[Dataset entries]
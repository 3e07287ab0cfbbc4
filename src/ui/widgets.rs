//! Helper functions for creating common widgets.

use super::{consts::*, interaction::InteractionPalette, palette::*};
use bevy::{prelude::*, ui::Val::*};

/// Largest type of buttons, use for menus
pub fn menu_button(text: impl Into<String>) -> impl Bundle {
	(
		Name::new("Button"),
		Button,
		Node {
			width: WIDE_BUTTON_WIDTH,
			height: MENU_BUTTON_HEIGHT,
			justify_content: JustifyContent::Center,
			align_items: AlignItems::Center,
			..default()
		},
		BackgroundColor(NODE_BACKGROUND),
		InteractionPalette {
			none: NODE_BACKGROUND,
			hovered: BUTTON_HOVERED_BACKGROUND,
			pressed: BUTTON_PRESSED_BACKGROUND,
		},
		children![(
			Name::new("Button Text"),
			Text::new(text),
			TextFont {
				font_size: MENU_BUTTON_TEXT_SIZE,
				..default()
			},
			TextColor(BUTTON_TEXT),
		)],
	)
}

/// Large buttons for grids
pub fn grid_button(text: impl Into<String>) -> impl Bundle {
	(
		Name::new("Button"),
		Button,
		Node {
			width: GRID_BUTTON_WIDTH,
			height: GRID_BUTTON_HEIGHT,
			justify_content: JustifyContent::Center,
			align_items: AlignItems::Center,
			..default()
		},
		BackgroundColor(NODE_BACKGROUND),
		InteractionPalette {
			none: NODE_BACKGROUND,
			hovered: BUTTON_HOVERED_BACKGROUND,
			pressed: BUTTON_PRESSED_BACKGROUND,
		},
		children![(
			Name::new("Button Text"),
			Text::new(text),
			TextFont {
				font_size: COMMON_BUTTON_TEXT_SIZE,
				..default()
			},
			TextColor(BUTTON_TEXT),
		)],
	)
}

/// Button carrying a selectable word, placed absolutely within its parent.
///
/// Long words get a smaller font so that they fit the button.
pub fn word_button(word: impl Into<String>, position: Vec2, size: Vec2) -> impl Bundle {
	let word = word.into();
	let font_size = word_font_size(&word, size);
	(
		Name::new(format!("Word Button {word}")),
		Button,
		Node {
			position_type: PositionType::Absolute,
			left: Px(position.x),
			top: Px(position.y),
			width: Px(size.x),
			height: Px(size.y),
			justify_content: JustifyContent::Center,
			align_items: AlignItems::Center,
			overflow: Overflow::clip(),
			..default()
		},
		BackgroundColor(WORD_BUTTON_BACKGROUND),
		InteractionPalette {
			none: WORD_BUTTON_BACKGROUND,
			hovered: WORD_BUTTON_HOVERED_BACKGROUND,
			pressed: WORD_BUTTON_PRESSED_BACKGROUND,
		},
		children![(
			Name::new("Button Text"),
			Text::new(word),
			TextFont {
				font_size,
				..default()
			},
			TextColor(WORD_BUTTON_TEXT),
		)],
	)
}

/// Largest font size between [`WORD_TEXT_MIN_SIZE`] and [`WORD_TEXT_MAX_SIZE`]
/// at which the word roughly fits into a button of the given size
pub fn word_font_size(word: &str, button_size: Vec2) -> f32 {
	// Glyphs of the default font are about 0.6 em wide
	let characters = word.chars().count().max(1) as f32;
	let fit_width = button_size.x * 0.9 / (characters * 0.6);
	let fit_height = button_size.y * 0.7;
	fit_width
		.min(fit_height)
		.clamp(WORD_TEXT_MIN_SIZE, WORD_TEXT_MAX_SIZE)
}

/// Header label. Bigger than [`label`]
pub fn header(text: impl Into<String>) -> impl Bundle {
	(
		Name::new("Header"),
		Node {
			width: LABEL_WIDTH,
			height: HEADING_HEIGHT,
			justify_content: JustifyContent::Center,
			align_items: AlignItems::Center,
			..default()
		},
		BackgroundColor(NODE_BACKGROUND),
		children![(
			Name::new("Header Text"),
			Text::new(text),
			TextFont {
				font_size: HEADING_TEXT_SIZE,
				..default()
			},
			TextColor(HEADER_TEXT),
		)],
	)
}

/// Simple text label
pub fn label(text: impl Into<String>) -> impl Bundle {
	(
		Name::new("Label"),
		Node {
			width: LABEL_WIDTH,
			justify_content: JustifyContent::Center,
			align_items: AlignItems::Center,
			..default()
		},
		children![(
			Name::new("Label Text"),
			Text::new(text),
			TextFont {
				font_size: COMMON_TEXT_SIZE,
				..default()
			},
			TextColor(LABEL_TEXT),
		)],
	)
}

/// Root node that covers the full screen
/// and centers its content horizontally and vertically
pub fn ui_root() -> impl Bundle {
	ui_root_justified(JustifyContent::Center)
}

pub fn ui_root_justified(justify_content: JustifyContent) -> impl Bundle {
	(
		Name::new("UI Root"),
		Node {
			width: Percent(100.0),
			height: Percent(100.0),
			justify_content,
			align_items: AlignItems::Center,
			flex_direction: FlexDirection::Column,
			row_gap: COMMON_GAP,
			position_type: PositionType::Absolute,
			..default()
		},
	)
}

#[cfg(test)]
mod test {
	use super::*;

	#[test]
	fn word_font_size_is_clamped() {
		let size = Vec2::new(100.0, 50.0);
		assert_eq!(word_font_size("a", size), WORD_TEXT_MAX_SIZE);
		assert_eq!(
			word_font_size("pneumonoultramicroscopicsilicovolcanoconiosis", size),
			WORD_TEXT_MIN_SIZE
		);
		let medium = word_font_size("doorway", size);
		assert!(medium > WORD_TEXT_MIN_SIZE && medium < WORD_TEXT_MAX_SIZE);
	}
}
//! The title screen that appears when the game starts.

use bevy::prelude::*;

use super::{QueueScreenTransition, Screen};
use crate::ui::prelude::*;

pub(super) fn plugin(app: &mut App) {
	app.add_systems(OnEnter(Screen::Title), enter_title);

	app.register_type::<TitleAction>();
	app.add_systems(Update, handle_title_action.run_if(in_state(Screen::Title)));
}

#[derive(Component, Debug, Clone, Copy, PartialEq, Eq, Reflect)]
#[reflect(Component)]
enum TitleAction {
	Play,
	/// Exit doesn't work well with embedded applications.
	#[cfg(not(target_family = "wasm"))]
	Exit,
}

fn enter_title(mut commands: Commands) {
	let _root = commands
		.spawn((
			widgets::ui_root(),
			StateScoped(Screen::Title),
			children![
				widgets::header("Word Order"),
				(widgets::menu_button("Play"), TitleAction::Play),
			],
		))
		.id();
	#[cfg(not(target_family = "wasm"))]
	commands.spawn((
		widgets::menu_button("Exit"),
		TitleAction::Exit,
		ChildOf(_root),
	));
}

fn handle_title_action(
	button_query: InteractionQuery<&TitleAction>,
	mut next_screen: EventWriter<QueueScreenTransition>,
	#[cfg(not(target_family = "wasm"))] mut app_exit: EventWriter<AppExit>,
) {
	for (interaction, action) in &button_query {
		if matches!(interaction, Interaction::Pressed) {
			match action {
				TitleAction::Play => {
					next_screen.write(QueueScreenTransition(Screen::LevelSelect));
				}
				#[cfg(not(target_family = "wasm"))]
				TitleAction::Exit => {
					app_exit.write(AppExit::Success);
				}
			}
		}
	}
}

§ WHAT YOU HAVE TO DO: Show the lines of the records that include the string "medium".

§ ANSWER SECTION:
		let medium = word_font_size("doorway", size);
		assert!(medium > WORD_TEXT_MIN_SIZE && medium < WORD_TEXT_MAX_SIZE);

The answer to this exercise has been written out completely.